[[ The input open ]]

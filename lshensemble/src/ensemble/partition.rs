// Licensed to the Apache Software Foundation (ASF) under one
// or more contributor license agreements.  See the NOTICE file
// distributed with this work for additional information
// regarding copyright ownership.  The ASF licenses this file
// to you under the Apache License, Version 2.0 (the
// "License"); you may not use this file except in compliance
// with the License.  You may obtain a copy of the License at
//
//   http://www.apache.org/licenses/LICENSE-2.0
//
// Unless required by applicable law or agreed to in writing,
// software distributed under the License is distributed on an
// "AS IS" BASIS, WITHOUT WARRANTIES OR CONDITIONS OF ANY
// KIND, either express or implied.  See the License for the
// specific language governing permissions and limitations
// under the License.

use std::fmt;

use crate::domain::BySize;
use crate::domain::DomainRecord;

/// An inclusive range of domain sizes served by one band index array.
#[derive(Debug, Clone, Copy, PartialEq, Eq, Hash)]
pub struct Partition {
    /// Smallest domain size in the partition.
    pub lower: usize,
    /// Largest domain size in the partition.
    pub upper: usize,
}

impl Partition {
    /// Creates a partition covering `[lower, upper]`.
    ///
    /// # Panics
    ///
    /// Panics if `lower > upper`.
    pub fn new(lower: usize, upper: usize) -> Self {
        assert!(
            lower <= upper,
            "partition lower bound {lower} exceeds upper bound {upper}"
        );
        Partition { lower, upper }
    }

    /// Returns true if `size` lies in the partition.
    pub fn contains(&self, size: usize) -> bool {
        self.lower <= size && size <= self.upper
    }
}

impl fmt::Display for Partition {
    fn fmt(&self, f: &mut fmt::Formatter<'_>) -> fmt::Result {
        write!(f, "[{}, {}]", self.lower, self.upper)
    }
}

/// Splits size-sorted records into at most `num_part` partitions of roughly equal count.
///
/// Records of equal size always land in the same partition, so partitions never overlap and
/// there may be fewer than `num_part` of them.
///
/// # Panics
///
/// Panics if the records are not sorted by size or `num_part` is 0.
pub(crate) fn equi_depth(sorted: &[DomainRecord], num_part: usize) -> Vec<Partition> {
    assert!(num_part > 0, "num_partitions must be at least 1");
    assert!(sorted.is_sorted_by_size(), "domains must be sorted by size first");
    let Some(first) = sorted.first() else {
        return vec![];
    };
    let depth = (sorted.len() / num_part).max(1);

    let mut partitions = Vec::with_capacity(num_part);
    let mut lower = first.size();
    let mut upper = first.size();
    let mut count = 0;
    for record in sorted {
        let size = record.size();
        if count >= depth && size != upper && partitions.len() < num_part - 1 {
            partitions.push(Partition::new(lower, upper));
            lower = size;
            count = 0;
        }
        upper = size;
        count += 1;
    }
    partitions.push(Partition::new(lower, upper));
    partitions
}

[[ The input closed ]]

Word-for-word copies of all the records are required.

> _Answer to the problem_:
filename lshensemble/src/ensemble/partition.rs
// Licensed to the Apache Software Foundation (ASF) under one
// or more contributor license agreements.  See the NOTICE file
// distributed with this work for additional information
// regarding copyright ownership.  The ASF licenses this file
// to you under the Apache License, Version 2.0 (the
// "License"); you may not use this file except in compliance
// with the License.  You may obtain a copy of the License at
//
//   http://www.apache.org/licenses/LICENSE-2.0
//
// Unless required by applicable law or agreed to in writing,
// software distributed under the License is distributed on an
// "AS IS" BASIS, WITHOUT WARRANTIES OR CONDITIONS OF ANY
// KIND, either express or implied.  See the License for the
// specific language governing permissions and limitations
// under the License.

use std::fmt;

use crate::domain::BySize;
use crate::domain::DomainRecord;

/// An inclusive range of domain sizes served by one band index array.
#[derive(Debug, Clone, Copy, PartialEq, Eq, Hash)]
pub struct Partition {
    /// Smallest domain size in the partition.
    pub lower: usize,
    /// Largest domain size in the partition.
    pub upper: usize,
}

impl Partition {
    /// Creates a partition covering `[lower, upper]`.
    ///
    /// # Panics
    ///
    /// Panics if `lower > upper`.
    pub fn new(lower: usize, upper: usize) -> Self {
        assert!(
            lower <= upper,
            "partition lower bound {lower} exceeds upper bound {upper}"
        );
        Partition { lower, upper }
    }

    /// Returns true if `size` lies in the partition.
    pub fn contains(&self, size: usize) -> bool {
        self.lower <= size && size <= self.upper
    }
}

impl fmt::Display for Partition {
    fn fmt(&self, f: &mut fmt::Formatter<'_>) -> fmt::Result {
        write!(f, "[{}, {}]", self.lower, self.upper)
    }
}

/// Splits size-sorted records into at most `num_part` partitions of roughly equal count.
///
/// Records of equal size always land in the same partition, so partitions never overlap and
/// there may be fewer than `num_part` of them.
///
/// # Panics
///
/// Panics if the records are not sorted by size or `num_part` is 0.
pub(crate) fn equi_depth(sorted: &[DomainRecord], num_part: usize) -> Vec<Partition> {
    assert!(num_part > 0, "num_partitions must be at least 1");
    assert!(sorted.is_sorted_by_size(), "domains must be sorted by size first");
    let Some(first) = sorted.first() else {
        return vec![];
    };
    let depth = (sorted.len() / num_part).max(1);

    let mut partitions = Vec::with_capacity(num_part);
    let mut lower = first.size();
    let mut upper = first.size();
    let mut count = 0;
    for record in sorted {
        let size = record.size();
        if count >= depth && size != upper && partitions.len() < num_part - 1 {
            partitions.push(Partition::new(lower, upper));
            lower = size;
            count = 0;
        }
        upper = size;
        count += 1;
    }
    partitions.push(Partition::new(lower, upper));
    partitions
}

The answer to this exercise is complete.